Harper’s Bazaar shot Tommy Hilfiger, his wife Dee and baby Sebastian at the family’s newly re-furbished duplex at The Plaza. They purchased it in 2008, and tried to sell it last year – for a mere $50 million – but now seem thrilled with the space, which the designer describes as”old-world atmosphere complementing the old-world Plaza.”

The condo, perched on the 18th and 19th floors, replaces Hilfiger’s Greenwich mansion, which he sold recently for $20 million. He still has his Mustique getaway and they’ve also purchased a smaller weekend retreat in another Connecticut suburb. After all, all the other kids (he has 4, she has 2) are either grown or at boarding school. Hilfiger describes this palace-like apartment as “cozy.”

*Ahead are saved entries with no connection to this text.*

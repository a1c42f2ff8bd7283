//! Typed publish/subscribe event sources.
//!
//! An [`EventSource`] delivers values to every subscriber until it is
//! completed. Completion is terminal: it is delivered at most once and every
//! later publish is rejected. [`EventSource::publish_once`] combines both into
//! a single-fire latch.
//!
//! Handlers run on the publishing thread, outside the source's lock, so a
//! handler may subscribe, publish or complete without deadlocking.

use std::sync::{Arc, Mutex, MutexGuard, PoisonError};

type NextHandler<T> = Arc<dyn Fn(&T) + Send + Sync>;
type CompleteHandler = Arc<dyn Fn() + Send + Sync>;

/// Handle returned by `subscribe`, used to unsubscribe.
#[derive(Debug, Clone, Copy, PartialEq, Eq, Hash)]
pub struct SubscriptionId(u64);

struct Subscriber<T> {
    id: SubscriptionId,
    on_next: NextHandler<T>,
    on_complete: Option<CompleteHandler>,
}

struct Inner<T> {
    next_id: u64,
    subscribers: Vec<Subscriber<T>>,
    completed: bool,
}

pub struct EventSource<T> {
    inner: Mutex<Inner<T>>,
}

impl<T> EventSource<T> {
    pub fn new() -> Self {
        Self {
            inner: Mutex::new(Inner {
                next_id: 0,
                subscribers: Vec::new(),
                completed: false,
            }),
        }
    }

    fn lock(&self) -> MutexGuard<'_, Inner<T>> {
        self.inner.lock().unwrap_or_else(PoisonError::into_inner)
    }

    /// Subscribe to values only.
    pub fn subscribe<F>(&self, on_next: F) -> SubscriptionId
    where
        F: Fn(&T) + Send + Sync + 'static,
    {
        self.register(Arc::new(on_next), None)
    }

    /// Subscribe to values and to completion. Subscribing to a completed source
    /// runs `on_complete` immediately.
    pub fn subscribe_with<F, C>(&self, on_next: F, on_complete: C) -> SubscriptionId
    where
        F: Fn(&T) + Send + Sync + 'static,
        C: Fn() + Send + Sync + 'static,
    {
        self.register(Arc::new(on_next), Some(Arc::new(on_complete)))
    }

    fn register(
        &self,
        on_next: NextHandler<T>,
        on_complete: Option<CompleteHandler>,
    ) -> SubscriptionId {
        let mut inner = self.lock();
        let id = SubscriptionId(inner.next_id);
        inner.next_id += 1;
        if inner.completed {
            drop(inner);
            if let Some(on_complete) = on_complete {
                on_complete();
            }
            return id;
        }
        inner.subscribers.push(Subscriber {
            id,
            on_next,
            on_complete,
        });
        id
    }

    /// Returns `true` if the subscription was still registered.
    pub fn unsubscribe(&self, id: SubscriptionId) -> bool {
        let mut inner = self.lock();
        let before = inner.subscribers.len();
        inner.subscribers.retain(|s| s.id != id);
        inner.subscribers.len() != before
    }

    /// Deliver `value` to every subscriber. Returns `false` once completed.
    pub fn publish(&self, value: &T) -> bool {
        let handlers: Vec<NextHandler<T>> = {
            let inner = self.lock();
            if inner.completed {
                return false;
            }
            inner.subscribers.iter().map(|s| s.on_next.clone()).collect()
        };
        for handler in handlers {
            handler(value);
        }
        true
    }

    /// Complete the source. Returns `true` only for the first call.
    pub fn complete(&self) -> bool {
        match self.close() {
            Some(subscribers) => {
                for s in subscribers {
                    if let Some(on_complete) = s.on_complete {
                        on_complete();
                    }
                }
                true
            }
            None => false,
        }
    }

    /// Publish a final value and complete, atomically with respect to other
    /// publishers. Returns `true` only for the call that fired.
    pub fn publish_once(&self, value: &T) -> bool {
        match self.close() {
            Some(subscribers) => {
                for s in &subscribers {
                    (s.on_next)(value);
                }
                for s in subscribers {
                    if let Some(on_complete) = s.on_complete {
                        on_complete();
                    }
                }
                true
            }
            None => false,
        }
    }

    fn close(&self) -> Option<Vec<Subscriber<T>>> {
        let mut inner = self.lock();
        if inner.completed {
            return None;
        }
        inner.completed = true;
        Some(std::mem::take(&mut inner.subscribers))
    }

    pub fn is_completed(&self) -> bool {
        self.lock().completed
    }

    pub fn subscriber_count(&self) -> usize {
        self.lock().subscribers.len()
    }
}

impl<T> Default for EventSource<T> {
    fn default() -> Self {
        Self::new()
    }
}

impl<T> std::fmt::Debug for EventSource<T> {
    fn fmt(&self, f: &mut std::fmt::Formatter<'_>) -> std::fmt::Result {
        let inner = self.lock();
        f.debug_struct("EventSource")
            .field("subscribers", &inner.subscribers.len())
            .field("completed", &inner.completed)
            .finish()
    }
}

The decor incorporates 20-plus Warhols, a Jean-Michel Basquiat, and Harry Benson photographs of Truman Capote’s 1966 Black and White Ball, which took place at The Plaza, and counted Babe Paley, Mia Farrow and Frank Sinatra as guests. There’s also the original New York Times sign in the study, furniture that once belonged to the Duke and Duchess of Windsor, and a crystal sailing-ship chandelier in the nursery.  It’s all so very grandiose.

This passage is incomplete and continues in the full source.